Friday, May 3, 2013

Bartending: What does it mean to be 'Stung'?

In the world of bartending, bartenders have a responsibility to themselves and the business they represent.  One of the key responsibilities of a bartender is by carding people who order alcoholic beverages.  Now, no one likes to do this task, not because we dont want to be responsible, but because of the crap that people say to you when you card them.  As though, this requirement is a recent development and its their first time getting carded.  My least favorite people to card are women.  They always have to make a spectacle of themselves and the act of getting carded.  No matter the age, no matter how old they look-its at least a 10-15 second production EVERY. SINGLE. TIME.  And because I work off tips-I dont get to say what I want to say (can we just get this over with? I know you're of age, the scrunchie and stonewashed jeans have you dated at 54, but you have a decent complexion-so I'm only carding you to flatter and get a better tip).  As opposed to whats appropriate <forced grin>.

What many people don't know is that there are systems in place to check to make sure all liquor licenses are carding anyone who looks about 35 and younger.  It's called a Sting operation.  I have been stung many times and have passed every time.  But one time I was working with someone who didn't pass.

It was working an incredibly busy Friday night and I was splitting the arena-style bar with another bartender.  Around 7pm I heard people on the other side shouting at me for drinks!  My co-bartender, no where to be found.  Now the bar was 3-deep, people were shouting drink orders and I was working as fast as I could before a manager came back to help.

"What happened to (co-workers name)?" I asked.

"She got stung and failed." replied my manager.  All the confirmation I needed to know that I was in it alone for the night.
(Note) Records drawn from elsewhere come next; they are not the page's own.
//! Filesystem search for native library candidates.

use std::{
    collections::HashSet,
    fs,
    path::{
        Path,
        PathBuf,
    },
};
use anyhow::Result;
use regex::{
    Regex,
    escape,
};


pub const LIBRARY_NAME: &'static str = "nuklear";
pub const LIBRARY_EXTENSIONS: &'static [&'static str] = &[".so", ".dylib"];


/// File name pattern for shared builds of library `name`.
///
/// Accepts `lib<name><ext>` or `<name><ext>`, optionally followed by a dotted
/// suffix (`libnuklear.so.4.1`), or with a version between name and extension
/// (`libnuklear4.1.dylib`).
pub fn candidate_pattern(name: &str, extensions: &[&str]) -> Result<Regex> {
    let mut regex = String::new();
    regex.push_str("^(?:lib)?");
    regex.push_str(&escape(name));
    regex.push_str("(?:");
    for (i, ext) in extensions.iter().enumerate() {
        if i > 0 {
            regex.push('|');
        }
        let ext = escape(ext);
        regex.push_str(&format!("{ext}(?:\\..*)?|[0-9.]*{ext}"));
    }
    regex.push_str(")$");
    Ok(Regex::new(&regex)?)
}

/// Matching files in `dirs`, canonicalized, deduplicated and in directory
/// order. Unreadable directories are skipped.
pub fn find_candidates(
    dirs: &[PathBuf],
    name: &str,
    extensions: &[&str],
) -> Result<Vec<PathBuf>> {
    let pattern = candidate_pattern(name, extensions)?;
    let mut seen = HashSet::new();
    let mut candidates = Vec::new();

    for dir in dirs {
        for path in matches_in(dir, &pattern) {
            let path =
                match fs::canonicalize(&path) {
                    Ok(path) => path,
                    Err(e) => {
                        debug!(%e, path=%path.display(), "candidate does not resolve");
                        continue;
                    }
                };
            if seen.insert(path.clone()) {
                trace!(path=%path.display(), "found library candidate");
                candidates.push(path);
            }
        }
    }

    Ok(candidates)
}

fn matches_in(dir: &Path, pattern: &Regex) -> Vec<PathBuf> {
    let read_dir =
        match fs::read_dir(dir) {
            Ok(read_dir) => read_dir,
            Err(e) => {
                trace!(%e, dir=%dir.display(), "skipping search dir");
                return Vec::new();
            }
        };

    let mut matches = Vec::new();
    for entry in read_dir {
        let entry =
            match entry {
                Ok(entry) => entry,
                Err(e) => {
                    debug!(%e, dir=%dir.display(), "error reading search dir entry");
                    continue;
                }
            };
        let file_name =
            match entry.file_name().into_string() {
                Ok(name) => name,
                Err(_) => continue,
            };
        if pattern.is_match(&file_name) {
            matches.push(entry.path());
        }
    }
    // read_dir order is unspecified
    matches.sort();
    matches
}


#[cfg(test)]
pub(crate) fn scratch_dir(label: &str) -> PathBuf {
    use std::sync::atomic::{AtomicUsize, Ordering};

    static COUNTER: AtomicUsize = AtomicUsize::new(0);
    let dir = std::env::temp_dir().join(format!(
        "nuklear-test-{}-{}-{}",
        label,
        std::process::id(),
        COUNTER.fetch_add(1, Ordering::Relaxed),
    ));
    let _ = fs::remove_dir_all(&dir);
    fs::create_dir_all(&dir).unwrap();
    dir
}

#[test]
fn test_candidate_pattern() {
    let pattern = candidate_pattern(LIBRARY_NAME, LIBRARY_EXTENSIONS).unwrap();
    for name in [
        "libnuklear.so",
        "nuklear.so",
        "libnuklear.so.4",
        "libnuklear.so.4.1.0",
        "libnuklear.dylib",
        "libnuklear4.1.dylib",
        "nuklear4.so",
    ] {
        assert!(pattern.is_match(name), "{} should match", name);
    }
    for name in [
        "libnuklear.a",
        "libnuklear.sox",
        "libnuklear-dev.so",
        "libnuklear_4.so",
        "nuklear.h",
        "xnuklear.so",
        "libnuklearso",
    ] {
        assert!(!pattern.is_match(name), "{} should not match", name);
    }
}

#[test]
fn test_find_candidates_order_and_dedup() {
    let a = scratch_dir("search-a");
    let b = scratch_dir("search-b");
    for name in ["libnuklear.so.4", "libnuklear.so", "readme.txt", "libnuklear.a"] {
        fs::write(a.join(name), b"").unwrap();
    }
    fs::write(b.join("nuklear.so"), b"").unwrap();

    let dirs = vec![
        a.clone(),
        a.join("does-not-exist"),
        b.clone(),
        a.clone(),
    ];
    let found = find_candidates(&dirs, LIBRARY_NAME, LIBRARY_EXTENSIONS).unwrap();
    let expected = vec![
        fs::canonicalize(a.join("libnuklear.so")).unwrap(),
        fs::canonicalize(a.join("libnuklear.so.4")).unwrap(),
        fs::canonicalize(b.join("nuklear.so")).unwrap(),
    ];
    assert_eq!(found, expected);

    fs::remove_dir_all(&a).unwrap();
    fs::remove_dir_all(&b).unwrap();
}

#[cfg(unix)]
#[test]
fn test_find_candidates_resolves_symlinks() {
    let dir = scratch_dir("search-link");
    fs::write(dir.join("libnuklear.so.4.1.0"), b"").unwrap();
    std::os::unix::fs::symlink(
        dir.join("libnuklear.so.4.1.0"),
        dir.join("libnuklear.so"),
    ).unwrap();

    let found = find_candidates(
        &[dir.clone()],
        LIBRARY_NAME,
        LIBRARY_EXTENSIONS,
    ).unwrap();
    assert_eq!(found, vec![fs::canonicalize(dir.join("libnuklear.so.4.1.0")).unwrap()]);

    fs::remove_dir_all(&dir).unwrap();
}
//! The loaded native library and its bound functions.

use crate::{
    callback::PluginFilter,
    coerce::{
        LengthMismatch,
        fixed_array,
    },
    handle::NativeRef,
    probe::{
        GetVersionFn,
        VERSION_SYMBOL,
    },
    sys::{
        nk_bool,
        nk_byte,
        nk_color,
        nk_colorf,
        nk_false,
        nk_rune,
        nk_text_edit,
        nk_uint,
    },
    value::{
        Color,
        Colorf,
        Wire,
    },
    version::Version,
};
use std::{
    ffi::{
        CString,
        c_char,
        c_int,
    },
    fmt::{self, Debug, Formatter},
    path::{
        Path,
        PathBuf,
    },
};
use anyhow::{
    Result,
    Context,
};
use libloading::Library;


/// `#`, 8 hex digits and a NUL.
const HEX_BUF_LEN: usize = 10;


/// Resolve `name` from `library` as a `T`, which must be the symbol's exact
/// function pointer type.
unsafe fn symbol<T: Copy>(library: &Library, name: &str) -> Result<T> {
    let symbol = unsafe { library.get::<T>(name.as_bytes()) }
        .with_context(|| format!("missing symbol {}", name))?;
    Ok(*symbol)
}

macro_rules! native_fns {
    ($(
        $field:ident = $sym:literal: fn($($arg:ty),*) $(-> $ret:ty)?;
    )*)=>{
        struct Fns {
            $( $field: unsafe extern "C" fn($($arg),*) $(-> $ret)?, )*
        }

        impl Fns {
            unsafe fn resolve(library: &Library) -> Result<Self> {
                Ok(Fns {
                    $( $field: unsafe { symbol(library, $sym)? }, )*
                })
            }
        }
    };
}
//! The `enum`s of `nuklear.h`, as closed Rust enums carrying their C values.
//!
//! Each gets a name table for diagnostics, a checked conversion from the raw
//! `unsigned int` native code hands back, and a `Display` of the form
//! `Heading.UP: 0`.

use std::fmt::{self, Formatter, Display};


macro_rules! c_enums {
    ($(
        $(#[$attr:meta])*
        $name:ident {
            $( $variant:ident = $value:expr ),*$(,)?
        }
    )*)=>{
        $(
        $(#[$attr])*
        #[repr(u32)]
        #[derive(Debug, Copy, Clone, PartialEq, Eq, Hash, PartialOrd, Ord)]
        #[allow(non_camel_case_types)]
        pub enum $name {
            $( $variant = $value, )*
        }

        impl $name {
            pub const ALL: &'static [$name] = &[ $( $name::$variant, )* ];

            pub const NAMES: &'static [(&'static str, u32)] = &[
                $( (stringify!($variant), $value), )*
            ];

            pub fn from_raw(raw: u32) -> Option<Self> {
                $name::ALL.iter().copied().find(|v| *v as u32 == raw)
            }

            pub fn raw(self) -> u32 {
                self as u32
            }

            pub fn name(self) -> &'static str {
                match self {
                    $( $name::$variant => stringify!($variant), )*
                }
            }
        }

        impl Display for $name {
            fn fmt(&self, f: &mut Formatter) -> fmt::Result {
                write!(f, "{}.{}: {}", stringify!($name), self.name(), self.raw())
            }
        }

        impl From<$name> for u32 {
            fn from(v: $name) -> u32 {
                v.raw()
            }
        }
        )*
    };
}

c_enums! {
    Heading {
        UP = 0,
        RIGHT = 1,
        DOWN = 2,
        LEFT = 3,
    }

    ButtonBehavior {
        DEFAULT = 0,
        REPEATER = 1,
    }

    Modify {
        FIXED = 0,
        MODIFIABLE = 1,
    }

    Orientation {
        VERTICAL = 0,
        HORIZONTAL = 1,
    }

    CollapseStates {
        MINIMIZED = 0,
        MAXIMIZED = 1,
    }

    ShowStates {
        HIDDEN = 0,
        SHOWN = 1,
    }

    ChartType {
        CHART_LINES = 0,
        CHART_COLUMN = 1,
        CHART_MAX = 2,
    }

    /// Flags; a chart can report both at once as their bitwise or.
    ChartEvent {
        CHART_HOVERING = 0x01,
        CHART_CLICKED = 0x02,
    }

    ColorFormat {
        RGB = 0,
        RGBA = 1,
    }

    PopupType {
        POPUP_STATIC = 0,
        POPUP_DYNAMIC = 1,
    }

    LayoutFormat {
        DYNAMIC = 0,
        STATIC = 1,
    }

    TreeType {
        TREE_NODE = 0,
        TREE_TAB = 1,
    }

    SymbolType {
        SYMBOL_NONE = 0,
        SYMBOL_X = 1,
        SYMBOL_UNDERSCORE = 2,
        SYMBOL_CIRCLE_SOLID = 3,
        SYMBOL_CIRCLE_OUTLINE = 4,
        SYMBOL_RECT_SOLID = 5,
        SYMBOL_RECT_OUTLINE = 6,
        SYMBOL_TRIANGLE_UP = 7,
        SYMBOL_TRIANGLE_DOWN = 8,
        SYMBOL_TRIANGLE_LEFT = 9,
        SYMBOL_TRIANGLE_RIGHT = 10,
        SYMBOL_PLUS = 11,
        SYMBOL_MINUS = 12,
        SYMBOL_MAX = 13,
    }
}


#[test]
fn test_reverse_lookup() {
    assert_eq!(Heading::from_raw(2), Some(Heading::DOWN));
    assert_eq!(Heading::from_raw(4), None);
    assert_eq!(ChartEvent::from_raw(2), Some(ChartEvent::CHART_CLICKED));
    assert_eq!(ChartEvent::from_raw(0), None);
    assert_eq!(SymbolType::from_raw(13), Some(SymbolType::SYMBOL_MAX));
    assert_eq!(SymbolType::SYMBOL_PLUS.name(), "SYMBOL_PLUS");
}

#[test]
fn test_display() {
    assert_eq!(Heading::UP.to_string(), "Heading.UP: 0");
    assert_eq!(TreeType::TREE_TAB.to_string(), "TreeType.TREE_TAB: 1");
}

#[test]
fn test_name_tables_cover_every_variant() {
    assert_eq!(SymbolType::ALL.len(), 14);
    assert_eq!(SymbolType::NAMES.len(), SymbolType::ALL.len());
    for (v, (name, raw)) in Heading::ALL.iter().zip(Heading::NAMES) {
        assert_eq!(v.name(), *name);
        assert_eq!(v.raw(), *raw);
        assert_eq!(u32::from(*v), *raw);
    }
}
To be 'stung' (in the alcohol world), is an exercise the police perform to make sure local bars are checking for IDs.  They send in a person (often someone doing community-service) who is under the age of 21 and have them come in and order an alcoholic beverage alone.  If the bartender asks them for ID, the underage person says they forgot it and leave.  That is when a police officer comes in to tell the manager-the establishment has been 'stung' and they passed (there is some variation to this, but that is the jist).

If the bartender doesn't ask and brings the under-aged the drink the under-ager pays for the drink and leaves (and the bartender becomes confused and nervous).  A police officer then comes in to inform the manager that the bartender failed the sting.  The business then fires the employee (on the spot) and the police then fine the business and the employee.  In addition, the amount that business is 'stung' significantly increases for an unsaid period of time and due to it being public record-the establishment is also written up in the paper for failing.

If the establishment fails a certain amount of 'stings' over a specified course of time (often dictated by the municipal government)-their liquor license can be suspended or revoked.  So it is important all around for businesses to pass these tests.

I find it SO incredibly important for bartenders to protect themselves in this line of work.  While we may be subject to work for tips, more importantly we work for ourselves and a large part of safe bartending requires the use of your brain and instincts.  It is SO important for you to know how to handle situations that come up and how no matter how drunk the individual, or how demanding the manager-when push comes to shove, you have to protect yourself behind that bar by being aware and knowledgeable.  Because the first thing the business is going to do if something happens-is fire you.  So if you trust your instincts and act within the parameters of the law-you are fireproof.

For more information I have found this resource published by the Illinois Casualty Company to be an excellent resource and a quick read (this link is not sponsored).  In addition, if you have any questions about your rights, I encourage you to contact your local Alcohol Enforcement Police Officer and see what kind of training programs you can take.  They even offer them for doormen, so they can know their rights and how to handle themselves in the event of a conflict.